Thyroid stimulating hormone (TSH) is produced by the pituitary gland. When the pituitary is functioning properly, it releases more TSH when additional thyroid hormone is needed in the blood, and less when less is needed. Thus, levels of TSH can be used to indirectly test thyroid function. Free thyroxine (FT4) is a test that directly measures the amount of available, unbound thyroid hormone in the blood and provides a more accurate way to determine thyroid function. We argue that the serum free thyroxine (FT4) assay should replace TSH as the gold standard for the diagnosis of abnormal thyroid function.

Currently, TSH assays are considered to be the gold standard for diagnosing abnormal thyroid function (1). TSH controls the amount of FT4 released from the thyroid; as TSH increases, FT4 increases and vice versa. If the pituitary recognizes low thyroid hormone levels, more TSH will be produced to subsequently signal the thyroid to make more thyroid hormone. The opposite is also true: high thyroid hormone levels in the blood signal the pituitary to stop its production of TSH. Thus, an elevated TSH suggests hypothyroidism, while a suppressed TSH suggests hyperthyroidism. Both of these potential diagnoses must be confirmed by measuring the serum FT4 level.

While TSH has been referred to as the single best screening test for evaluating thyroid function (2), in the current commentary we question this claim. It is well known that not all cases of hypothyroidism present with an elevated TSH, nor do all cases of hyperthyroidism present with suppressed levels (3). Since normal TSH results alone prove to be a “poor indicator of the body’s overall thyroid status” (4) and do not rule out either low or high levels of thyroid hormone in the blood, additional testing is required to properly diagnose the patient. Thus, testing TSH is an unnecessary step because abnormal thyroid function can be diagnosed on the basis of a serum FT4 alone.
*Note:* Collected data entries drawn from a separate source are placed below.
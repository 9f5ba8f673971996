//! The saga orchestrator: forward execution, compensation, cancellation,
//! and timeout handling for registered saga definitions.
//!
//! The orchestrator holds no saga state of its own. Every operation reads a
//! [`SagaRecord`] from the state store, acts on a transient copy, and
//! re-persists it with a conditional update before yielding control. Version
//! conflicts are retried internally against fresh state up to
//! [`CONFLICT_RETRY_LIMIT`] times; only an exhausted retry loop surfaces
//! [`SagaError::Conflict`] to the caller.
//!
//! Forward-step retries are durable: a failed attempt persists the bumped
//! attempt counter and schedules a [`TimeoutKind::StepRetry`] wake-up instead
//! of sleeping in-process, so a crashed coordinator resumes the retry after
//! restart. Compensation retries, by contrast, back off in-process; a
//! compensation that exhausts its retries parks the saga in `Compensating`
//! for an operator.

use std::collections::HashMap;
use std::sync::atomic::{AtomicU64, Ordering};
use std::sync::Arc;
use std::time::{Duration, Instant};

use chrono::{DateTime, Utc};
use parking_lot::RwLock;
use tokio::sync::Semaphore;
use tracing::{debug, error, info, warn};

use crate::config::CoordinatorConfig;
use crate::error::SagaError;
use crate::port::idempotency::IdempotencyStore;
use crate::port::state_store::{SagaStateStore, StateStoreError};
use crate::port::timeout_store::{SagaTimeout, TimeoutKind, TimeoutStore};
use crate::saga::{CompensationResult, SagaId, SagaRecord, SagaStatus};
use crate::workflow::{RetryDecision, RetryPolicy, SagaDefinition, SagaStep, StepError};

/// How many times a conditional write is retried against fresh state before
/// the conflict is surfaced.
pub const CONFLICT_RETRY_LIMIT: usize = 5;

/// Counters for coordinator activity. All loads and stores are relaxed;
/// the counters are monotonic and read only for reporting.
#[derive(Debug, Default)]
pub struct OrchestratorMetrics {
    pub sagas_started: AtomicU64,
    pub sagas_completed: AtomicU64,
    pub sagas_compensated: AtomicU64,
    pub sagas_cancelled: AtomicU64,
    pub sagas_expired: AtomicU64,
    pub steps_executed: AtomicU64,
    pub step_failures: AtomicU64,
    pub retries_scheduled: AtomicU64,
    pub compensation_failures: AtomicU64,
    pub conflicts: AtomicU64,
}

impl OrchestratorMetrics {
    pub fn snapshot(&self) -> OrchestratorMetricsSnapshot {
        OrchestratorMetricsSnapshot {
            sagas_started: self.sagas_started.load(Ordering::Relaxed),
            sagas_completed: self.sagas_completed.load(Ordering::Relaxed),
            sagas_compensated: self.sagas_compensated.load(Ordering::Relaxed),
            sagas_cancelled: self.sagas_cancelled.load(Ordering::Relaxed),
            sagas_expired: self.sagas_expired.load(Ordering::Relaxed),
            steps_executed: self.steps_executed.load(Ordering::Relaxed),
            step_failures: self.step_failures.load(Ordering::Relaxed),
            retries_scheduled: self.retries_scheduled.load(Ordering::Relaxed),
            compensation_failures: self.compensation_failures.load(Ordering::Relaxed),
            conflicts: self.conflicts.load(Ordering::Relaxed),
        }
    }
}

/// Point-in-time copy of [`OrchestratorMetrics`].
#[derive(Debug, Clone, Copy, Default, PartialEq, Eq)]
pub struct OrchestratorMetricsSnapshot {
    pub sagas_started: u64,
    pub sagas_completed: u64,
    pub sagas_compensated: u64,
    pub sagas_cancelled: u64,
    pub sagas_expired: u64,
    pub steps_executed: u64,
    pub step_failures: u64,
    pub retries_scheduled: u64,
    pub compensation_failures: u64,
    pub conflicts: u64,
}

/// Coordinates saga execution over pluggable state, timeout, and
/// idempotency stores.
pub struct SagaOrchestrator<D, S, T, I>
where
    D: Clone + Send + Sync + 'static,
    S: SagaStateStore<D>,
    T: TimeoutStore,
    I: IdempotencyStore,
{
    config: CoordinatorConfig,
    state_store: Arc<S>,
    timeout_store: Arc<T>,
    idempotency: Arc<I>,
    definitions: RwLock<HashMap<String, Arc<SagaDefinition<D>>>>,
    /// Bounds concurrently running step and compensation closures.
    limiter: Arc<Semaphore>,
    metrics: OrchestratorMetrics,
}
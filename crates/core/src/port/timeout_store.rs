//! Timeout store port: durable scheduling of saga wake-ups.
//!
//! A [`SagaTimeout`] is immutable once created and consumed exactly once by
//! the delivery service, modulo at-least-once redelivery after a crash. The
//! orchestrator only creates records; it never mutates them in place.

use std::fmt::Debug;

use async_trait::async_trait;
use chrono::{DateTime, Utc};
use serde::{Deserialize, Serialize};

use crate::saga::SagaId;

/// Discriminator describing what a timeout means to the orchestrator.
#[derive(Debug, Clone, PartialEq, Eq, Hash, Serialize, Deserialize)]
#[serde(rename_all = "snake_case")]
pub enum TimeoutKind {
    /// Engine-scheduled redelivery of a failed step after a backoff delay.
    StepRetry,
    /// Engine-scheduled whole-saga deadline.
    SagaExpiry,
    /// Caller-defined wake-up, routed to the definition's timeout hook.
    Custom(String),
}

impl TimeoutKind {
    pub fn as_str(&self) -> &str {
        match self {
            Self::StepRetry => "step_retry",
            Self::SagaExpiry => "saga_expiry",
            Self::Custom(name) => name,
        }
    }
}

impl std::fmt::Display for TimeoutKind {
    fn fmt(&self, f: &mut std::fmt::Formatter<'_>) -> std::fmt::Result {
        write!(f, "{}", self.as_str())
    }
}

/// A scheduled wake-up for a saga instance.
#[derive(Debug, Clone, PartialEq, Eq, Serialize, Deserialize)]
pub struct SagaTimeout {
    /// Unique id; doubles as the idempotency key for delivery.
    pub timeout_id: String,
    pub saga_id: SagaId,
    /// Definition name of the target saga.
    pub saga_type: String,
    pub kind: TimeoutKind,
    /// Opaque bytes interpreted by the timeout hook.
    pub payload: Option<Vec<u8>>,
    pub due_at: DateTime<Utc>,
    pub scheduled_at: DateTime<Utc>,
}

impl SagaTimeout {
    pub fn new(
        saga_id: SagaId,
        saga_type: impl Into<String>,
        kind: TimeoutKind,
        due_at: DateTime<Utc>,
    ) -> Self {
        Self {
            timeout_id: uuid::Uuid::new_v4().to_string(),
            saga_id,
            saga_type: saga_type.into(),
            kind,
            payload: None,
            due_at,
            scheduled_at: Utc::now(),
        }
    }

    #[must_use]
    pub fn with_payload(mut self, payload: Vec<u8>) -> Self {
        self.payload = Some(payload);
        self
    }

    /// Whether the timeout is ready for delivery at `now`.
    pub fn is_due(&self, now: DateTime<Utc>) -> bool {
        self.due_at <= now
    }
}

/// Errors from timeout store operations, wrapped per operation.
#[derive(Debug, thiserror::Error)]
pub enum TimeoutStoreError<E> {
    #[error("failed to schedule timeout: {0:?}")]
    Schedule(E),

    #[error("failed to query due timeouts: {0:?}")]
    Retrieve(E),

    #[error("failed to remove timeout: {0:?}")]
    Remove(E),

    #[error("timeout not found: {timeout_id}")]
    NotFound { timeout_id: String },
}

impl<E> TimeoutStoreError<E> {
    pub fn not_found(timeout_id: impl Into<String>) -> Self {
        Self::NotFound {
            timeout_id: timeout_id.into(),
        }
    }
}

/// Durable store of pending [`SagaTimeout`] records.
#[async_trait]
pub trait TimeoutStore: Send + Sync {
    /// Backend-specific error type.
    type Error: Debug + Send + Sync + 'static;

    /// Persist a new timeout record.
    async fn schedule(&self, timeout: &SagaTimeout) -> Result<(), TimeoutStoreError<Self::Error>>;

    /// Fetch up to `limit` records with `due_at <= now`, ordered by `due_at`
    /// ascending (best-effort FIFO).
    async fn due(
        &self,
        now: DateTime<Utc>,
        limit: usize,
    ) -> Result<Vec<SagaTimeout>, TimeoutStoreError<Self::Error>>;

    /// Remove a record once delivered. Removing an unknown id fails with
    /// [`TimeoutStoreError::NotFound`]; delivery treats that as already
    /// consumed.
    async fn remove(&self, timeout_id: &str) -> Result<(), TimeoutStoreError<Self::Error>>;

    /// All pending timeouts for one saga. Used to drop wake-ups once the
    /// saga reaches a terminal state.
    async fn for_saga(
        &self,
        saga_id: &SagaId,
    ) -> Result<Vec<SagaTimeout>, TimeoutStoreError<Self::Error>>;
}

#[cfg(test)]
mod tests {
    use super::*;
    use chrono::Duration;

    #[test]
    fn test_new_timeout_has_unique_id_and_schedule_time() {
        let due = Utc::now() + Duration::minutes(5);
        let a = SagaTimeout::new(SagaId::from("s-1"), "order", TimeoutKind::StepRetry, due);
        let b = SagaTimeout::new(SagaId::from("s-1"), "order", TimeoutKind::StepRetry, due);

        assert_ne!(a.timeout_id, b.timeout_id);
        assert!(a.scheduled_at <= Utc::now());
        assert!(a.payload.is_none());
    }

    #[test]
    fn test_is_due_compares_against_now() {
        let now = Utc::now();
        let overdue = SagaTimeout::new(
            SagaId::from("s-1"),
            "order",
            TimeoutKind::SagaExpiry,
            now - Duration::seconds(1),
        );
        let pending = SagaTimeout::new(
            SagaId::from("s-1"),
            "order",
            TimeoutKind::SagaExpiry,
            now + Duration::hours(1),
        );

        assert!(overdue.is_due(now));
        assert!(!pending.is_due(now));
    }

    #[test]
    fn test_kind_string_forms() {
        assert_eq!(TimeoutKind::StepRetry.as_str(), "step_retry");
        assert_eq!(TimeoutKind::SagaExpiry.as_str(), "saga_expiry");
        assert_eq!(
            TimeoutKind::Custom("payment_deadline".to_string()).as_str(),
            "payment_deadline"
        );
    }

    #[test]
    fn test_payload_builder() {
        let timeout = SagaTimeout::new(
            SagaId::from("s-2"),
            "order",
            TimeoutKind::Custom("remind".to_string()),
            Utc::now(),
        )
        .with_payload(vec![1, 2, 3]);

        assert_eq!(timeout.payload.as_deref(), Some(&[1u8, 2, 3][..]));
    }
}
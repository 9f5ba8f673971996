//! Coordinator error taxonomy.
//!
//! Background loops treat [`SagaError::Transient`] as retriable and never let
//! it escape; the orchestrator converts step and compensation failures into
//! state transitions plus activity entries, so callers observe failure
//! through saga state rather than through escaped errors.

use std::fmt::Debug;

use crate::port::idempotency::IdempotencyError;
use crate::port::state_store::StateStoreError;
use crate::port::timeout_store::TimeoutStoreError;
use crate::saga::{SagaId, SagaStatus};

#[derive(Debug, thiserror::Error)]
pub enum SagaError {
    #[error("saga not found: {saga_id}")]
    NotFound { saga_id: SagaId },

    #[error("invalid argument: {0}")]
    InvalidArgument(String),

    /// Optimistic-concurrency collision. Retried internally by the
    /// orchestrator; surfaced only when the internal retry bound is spent.
    #[error("version conflict persisted after retries: expected {expected}, found {actual}")]
    Conflict { expected: u64, actual: u64 },

    /// Store or transport failure. Retried by the calling background loop,
    /// never fatal to the process.
    #[error("transient infrastructure failure: {0}")]
    Transient(String),

    /// A business step failed and compensation was triggered.
    #[error("step {step} failed: {message}")]
    StepFailed { step: usize, message: String },

    /// A compensating action exhausted its retries. The saga stays in
    /// `Compensating` and needs operator attention.
    #[error("compensation for step {step} failed: {message}")]
    CompensationFailed { step: usize, message: String },

    #[error("no definition registered under '{0}'")]
    DefinitionNotFound(String),

    /// Operation not legal in the saga's current state, e.g. cancelling a
    /// saga that is not running.
    #[error("saga {saga_id} is {status}; operation not valid")]
    InvalidState { saga_id: SagaId, status: SagaStatus },

    #[error("operation cancelled")]
    Cancelled,
}

impl SagaError {
    pub fn invalid_argument(message: impl Into<String>) -> Self {
        Self::InvalidArgument(message.into())
    }

    pub fn transient(message: impl Into<String>) -> Self {
        Self::Transient(message.into())
    }

    pub fn is_conflict(&self) -> bool {
        matches!(self, Self::Conflict { .. })
    }

    pub fn is_not_found(&self) -> bool {
        matches!(self, Self::NotFound { .. })
    }
}

impl<E: Debug> From<StateStoreError<E>> for SagaError {
    fn from(err: StateStoreError<E>) -> Self {
        match err {
            StateStoreError::Conflict { expected, actual } => Self::Conflict { expected, actual },
            StateStoreError::NotFound { saga_id } => Self::NotFound { saga_id },
            StateStoreError::AlreadyExists { saga_id } => {
                Self::InvalidArgument(format!("saga already exists: {}", saga_id))
            }
            StateStoreError::Terminal { saga_id, status } => {
                Self::InvalidState { saga_id, status }
            }
            StateStoreError::Backend(e) => Self::Transient(format!("state store: {:?}", e)),
        }
    }
}

impl<E: Debug> From<TimeoutStoreError<E>> for SagaError {
    fn from(err: TimeoutStoreError<E>) -> Self {
        Self::Transient(format!("timeout store: {}", err))
    }
}

impl<E: Debug> From<IdempotencyError<E>> for SagaError {
    fn from(err: IdempotencyError<E>) -> Self {
        match err {
            IdempotencyError::InvalidArgument(message) => Self::InvalidArgument(message),
            IdempotencyError::Cancelled => Self::Cancelled,
            IdempotencyError::Backend(e) => Self::Transient(format!("idempotency store: {:?}", e)),
        }
    }
}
Using TSH as a screening test for hypo- and hyperthyroidism (Figure 1) can result in under-diagnosis of the condition. If the TSH level is within the normal range, and there is no follow up testing, hypo- or hyperthyroidism may be missed. This will not happen with measurement of serum FT4, since it is a direct measure of the thyroid function. Over-diagnosis with TSH screening is also a possibility, as TSH screening creates the unnecessary diagnostic categories of subclinical hypo- and hyperthyroidism (5). These conditions are defined as a normal FT4 and an abnormal TSH in an asymptomatic patient. Because the FT4 level is normal in these conditions, the patient is clinically euthyroid, making the diagnostic categories of subclinical hypo- and hyperthyroidism unnecessary. Per the “FT4 first” approach that we here suggest, these categories would be eliminated: a patient with subclinical hypo- or hyperthyroidism on the TSH approach would simply count as “euthyroid” on ours. Thus, the potential for both under-and over-diagnosis of abnormal thyroid function is reduced with the “FT4 first” approach (Figure 2).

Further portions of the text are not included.